=== DATA FOR ANALYSIS ===

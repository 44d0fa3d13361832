use std::fmt::{self, Display};

use regmap::{DecodedRegister, FieldState, MemoryMap};

/// Field-by-field breakdown of one decoded register.
pub struct Report<'a, 'r>(pub &'a DecodedRegister<'r>);

impl Display for Report<'_, '_> {
    fn fmt(&self, f: &mut fmt::Formatter<'_>) -> fmt::Result {
        let decoded = self.0;
        let register = decoded.register();
        let digits = register.size().div_ceil(4) as usize;
        writeln!(f, "Register: {} ({:#010x})", register.identifier(), register.address())?;
        if !register.description().is_empty() {
            writeln!(f, "Description: {}", register.description())?;
        }
        if !register.access().is_empty() {
            writeln!(f, "Access: {}", register.access())?;
        }
        writeln!(f, "Value: {:#0width$x}", decoded.raw(), width = digits + 2)?;
        if decoded.exceeds_width() {
            writeln!(f, "  (value is wider than {} bits)", register.size())?;
        }
        if register.fields().is_empty() {
            return writeln!(f, "No fields");
        }
        writeln!(f, "Fields:")?;
        for (field, value) in decoded.iter() {
            let bits = if field.bit_width == 1 {
                format!("[{}]", field.bit_offset)
            } else {
                format!("[{}:{}]", field.msb(), field.bit_offset)
            };
            write!(f, "  {} {} = {:#x}", field.name, bits, value)?;
            match regmap::classify(value) {
                FieldState::RawData(_) => {}
                state => write!(f, " {state}")?,
            }
            if field.description.is_empty() {
                writeln!(f)?;
            } else {
                writeln!(f, " - {}", field.description)?;
            }
        }
        Ok(())
    }
}

/// One line per register in address order.
pub struct Listing<'a>(pub &'a MemoryMap);

impl Display for Listing<'_> {
    fn fmt(&self, f: &mut fmt::Formatter<'_>) -> fmt::Result {
        for register in self.0.iter() {
            write!(f, "{:#010x}  {}  {}-bit", register.address(), register.identifier(), register.size())?;
            if register.access().is_empty() {
                writeln!(f)?;
            } else {
                writeln!(f, "  {}", register.access())?;
            }
        }
        Ok(())
    }
}

pub struct NotFound(pub u64);

impl Display for NotFound {
    fn fmt(&self, f: &mut fmt::Formatter<'_>) -> fmt::Result {
        write!(f, "Register address 0x{:08X} not found in memory map.", self.0)
    }
}

#[cfg(test)]
mod tests {
    use regmap::{FieldDef, RegisterDef};

    use super::*;

    fn ctrl() -> RegisterDef {
        RegisterDef::new("CTRL", 0x4000_0000, 16)
            .with_peripheral("TIM2")
            .with_access("read-write")
            .with_description("control register 1")
            .with_field(FieldDef::new("CEN", 0, 1).with_description("Counter enable"))
            .with_field(FieldDef::new("UDIS", 1, 1))
            .with_field(FieldDef::new("CMS", 5, 2).with_description("Center-aligned mode selection"))
    }

    #[test]
    fn report() {
        let register = ctrl();
        let decoded = register.decode_value(0x41);
        assert_eq!(
            Report(&decoded).to_string(),
            "Register: TIM2.CTRL (0x40000000)
Description: control register 1
Access: read-write
Value: 0x0041
Fields:
  CEN [0] = 0x1 ENABLED - Counter enable
  UDIS [1] = 0x0 DISABLED
  CMS [6:5] = 0x2 - Center-aligned mode selection
"
        );
    }

    #[test]
    fn report_flags_oversized_values_and_empty_registers() {
        let register = RegisterDef::new("DR", 0x10, 8);
        let decoded = register.decode_value(0x1FF);
        assert_eq!(
            Report(&decoded).to_string(),
            "Register: DR (0x00000010)
Value: 0x1ff
  (value is wider than 8 bits)
No fields
"
        );
    }

    #[test]
    fn listing() {
        let mut map = MemoryMap::new();
        map.insert(ctrl());
        map.insert(RegisterDef::new("SR", 0x3FFF_FFF0, 32).with_peripheral("RCC"));
        assert_eq!(
            Listing(&map).to_string(),
            "0x3ffffff0  RCC.SR  32-bit
0x40000000  TIM2.CTRL  16-bit  read-write
"
        );
    }

    #[test]
    fn not_found_message() {
        assert_eq!(
            NotFound(0x4002_1000).to_string(),
            "Register address 0x40021000 not found in memory map."
        );
    }
}
use std::path::PathBuf;

use clap::Parser;

fn hex(text: &str) -> Result<u64, String> {
    regmap::scalar::parse_hex(text).ok_or_else(|| format!("invalid hex value: {text}"))
}

/// Decode peripheral register values with an SVD description
#[derive(Parser, Debug)]
pub struct Args {
    /// SVD file, or a chip name looked up in `--svd-dir`
    #[arg(short = 's', long)]
    pub svd: String,

    /// Register address to decode, e.g. 0x40021000
    #[arg(short = 'a', long, value_parser = hex, required_unless_present = "list")]
    pub addr: Option<u64>,

    /// Raw register value, always hexadecimal: `83` and `0x83` both mean 0x83
    #[arg(
        short = 'v',
        long,
        value_parser = hex,
        conflicts_with = "dump",
        required_unless_present_any = ["dump", "list"]
    )]
    pub val: Option<u64>,

    /// Binary memory image to read the register value from (little-endian words)
    #[arg(long, requires = "dump_base")]
    pub dump: Option<PathBuf>,

    /// Address of the first byte of `--dump`
    #[arg(long, value_parser = hex)]
    pub dump_base: Option<u64>,

    /// Directories searched when `--svd` is a chip name
    #[arg(long = "svd-dir", env = "SVD_PEEK_SVD_DIR", value_delimiter = ',')]
    pub svd_dirs: Vec<PathBuf>,

    /// Directory holding parsed SVD snapshots
    #[arg(long, env = "SVD_PEEK_CACHE_DIR")]
    pub cache_dir: Option<PathBuf>,

    /// Neither read nor write the snapshot cache
    #[arg(long, default_value_t = false)]
    pub no_cache: bool,

    /// Print every register of the memory map instead of decoding one
    #[arg(short = 'l', long, default_value_t = false)]
    pub list: bool,
}

impl Args {
    pub fn loader_config(&self) -> regmap::LoaderConfig {
        regmap::LoaderConfig {
            search_dirs: self.svd_dirs.clone(),
            cache_dir: self.cache_dir.clone(),
            use_cache: !self.no_cache,
        }
    }
}

#[cfg(test)]
mod tests {
    use super::*;

    #[test]
    fn decode_with_literal_value() {
        let args = Args::try_parse_from([
            "svd-peek",
            "--svd",
            "STM32F401.svd",
            "--addr",
            "0x40023800",
            "--val",
            "83",
        ])
        .unwrap();
        assert_eq!(args.addr, Some(0x4002_3800));
        assert_eq!(args.val, Some(0x83));
        assert!(args.loader_config().use_cache);

        let help = <Args as clap::CommandFactory>::command().render_help().to_string();
        assert!(help.contains("always hexadecimal"), "{help}");
    }

    #[test]
    fn value_or_dump_is_required() {
        assert!(Args::try_parse_from(["svd-peek", "-s", "x.svd", "-a", "0x0"]).is_err());
        assert!(Args::try_parse_from([
            "svd-peek", "-s", "x.svd", "-a", "0x0", "--dump", "mem.bin", "--dump-base", "0x20000000",
        ])
        .is_ok());
        assert!(Args::try_parse_from(["svd-peek", "-s", "x.svd", "-a", "0x0", "--dump", "mem.bin"]).is_err());
        assert!(Args::try_parse_from(["svd-peek", "-s", "x.svd", "-a", "0x0", "-v", "1", "--dump", "m", "--dump-base", "0"]).is_err());
    }

    #[test]
    fn list_needs_no_address() {
        let args = Args::try_parse_from(["svd-peek", "-s", "x.svd", "--list", "--no-cache"]).unwrap();
        assert!(args.list);
        assert!(!args.loader_config().use_cache);
    }

    #[test]
    fn rejects_non_hex() {
        assert!(Args::try_parse_from(["svd-peek", "-s", "x.svd", "-a", "0xZZ", "-v", "0"]).is_err());
    }
}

===

**PROBLEM TO SOLVE**
Using the data above, restate word for word the lines from its opening line through the line that contains "impl Display for Report<'_, '_>", and no more.

**FINISHED EXERCISE**
repository 44d0fa3d13361832
use std::fmt::{self, Display};

use regmap::{DecodedRegister, FieldState, MemoryMap};

/// Field-by-field breakdown of one decoded register.
pub struct Report<'a, 'r>(pub &'a DecodedRegister<'r>);

impl Display for Report<'_, '_> {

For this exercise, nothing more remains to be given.